• **TASK REQUIREMENTS**:
Find the word "println" in the records and copy every line where it occurs.

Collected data
· · ·
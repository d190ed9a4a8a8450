//! Command-line driver: builds a rover, runs one command batch and prints its
//! status before and after.

use anyhow::Context;
use clap::Parser;
use glam::IVec2;
use mars_rover::{BatchPolicy, Orientation, Rover, RoverConfig};
use tracing::info;
use tracing_subscriber::EnvFilter;

#[derive(Debug, Parser)]
#[command(name = "mars-rover", about = "Drive a rover over a wraparound grid")]
struct Args {
    /// Starting column.
    #[arg(long, default_value_t = 0, allow_negative_numbers = true)]
    x: i32,

    /// Starting row.
    #[arg(long, default_value_t = 0, allow_negative_numbers = true)]
    y: i32,

    /// Starting orientation (N, E, S, W or the full name).
    #[arg(long, default_value = "N")]
    facing: Orientation,

    #[arg(long, default_value_t = 10)]
    width: u32,

    #[arg(long, default_value_t = 10)]
    height: u32,

    /// Obstacle cell as `X,Y`. May be repeated.
    #[arg(long = "obstacle", value_parser = parse_coord)]
    obstacles: Vec<IVec2>,

    /// Skip unrecognized commands instead of stopping at them.
    #[arg(long)]
    skip_unrecognized: bool,

    /// Commands to run, e.g. `f f r b`.
    #[arg(default_values = ["f", "f", "f", "b", "f"])]
    commands: Vec<String>,
}

fn parse_coord(s: &str) -> Result<IVec2, String> {
    let (x, y) = s
        .split_once(',')
        .ok_or_else(|| format!("expected X,Y, got {s:?}"))?;
    let parse = |v: &str| {
        v.trim()
            .parse::<i32>()
            .map_err(|e| format!("bad coordinate {v:?}: {e}"))
    };
    Ok(IVec2::new(parse(x)?, parse(y)?))
}

fn main() -> anyhow::Result<()> {
    tracing_subscriber::fmt()
        .with_env_filter(
            EnvFilter::try_from_default_env().unwrap_or_else(|_| EnvFilter::new("info")),
        )
        .init();

    let args = Args::parse();
    let config = RoverConfig {
        width: args.width,
        height: args.height,
        obstacles: args.obstacles,
        policy: if args.skip_unrecognized {
            BatchPolicy::SkipUnrecognized
        } else {
            BatchPolicy::StopOnFirstFailure
        },
    };

    let mut rover = Rover::from_config(IVec2::new(args.x, args.y), args.facing, &config)
        .context("invalid grid configuration")?;

    println!("Current rover status: {rover}");
    let result = rover.process_commands_with(&args.commands, config.policy);
    println!("Rover status after commands: {rover}");

    let summary = result.context("command batch failed")?;
    info!(
        applied = summary.applied,
        skipped = summary.skipped.len(),
        "batch complete"
    );
    Ok(())
}
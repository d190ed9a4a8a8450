//! Error types for grid construction and command processing.

use glam::IVec2;
use thiserror::Error;

/// Errors raised while building a [`Grid`](crate::grid::Grid).
#[derive(Debug, Error, Clone, PartialEq, Eq)]
pub enum GridError {
    /// A dimension is zero or does not fit in an `i32`.
    #[error("grid dimensions must be in 1..=i32::MAX, got {width}x{height}")]
    InvalidDimensions { width: u32, height: u32 },
}

/// Errors raised by a single command.
///
/// Both kinds leave the rover exactly as it was before the command.
#[derive(Debug, Error, Clone, PartialEq, Eq)]
pub enum CommandError {
    /// The symbol is not one of `f`, `b`, `l`, `r`.
    #[error("unrecognized command: {0:?}")]
    Unrecognized(String),

    /// The normalized target of a move holds an obstacle.
    #[error("obstacle blocks move to ({}, {})", .0.x, .0.y)]
    ObstacleBlocked(IVec2),
}

/// A batch stopped at `index` because of `source`.
///
/// Commands before `index` have been applied; none after it were.
#[derive(Debug, Error, Clone, PartialEq, Eq)]
#[error("stopped processing at command {index}: {source}")]
pub struct BatchError {
    pub index: usize,
    pub source: CommandError,
}

/// An orientation name could not be parsed.
#[derive(Debug, Error, Clone, PartialEq, Eq)]
#[error("unknown orientation: {0:?}")]
pub struct ParseOrientationError(pub String);
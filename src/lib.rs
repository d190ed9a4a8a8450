//! # mars-rover
//!
//! A command interpreter for a single rover driving over a wraparound grid.
//!
//! The rover reads single-letter commands (`f`, `b`, `l`, `r`), moves one cell
//! at a time relative to its [`Orientation`], re-enters the [`Grid`] from the
//! opposite edge when it drives off one side, and refuses any move whose target
//! cell holds an obstacle.
//!
//! ```
//! use glam::IVec2;
//! use mars_rover::{Orientation, Rover};
//!
//! let mut rover = Rover::new(IVec2::ZERO, Orientation::North);
//! rover.process_commands(["f", "f", "f", "b", "f"]).unwrap();
//! assert_eq!(rover.position(), IVec2::new(0, 3));
//! ```

pub mod command;
pub mod config;
pub mod error;
pub mod grid;
pub mod orientation;
pub mod rover;

pub use command::*;
pub use config::*;
pub use error::*;
pub use grid::*;
pub use orientation::*;
pub use rover::*;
· · ·
• **YOUR RESPONSE**:
    println!("Current rover status: {rover}");
    println!("Rover status after commands: {rover}");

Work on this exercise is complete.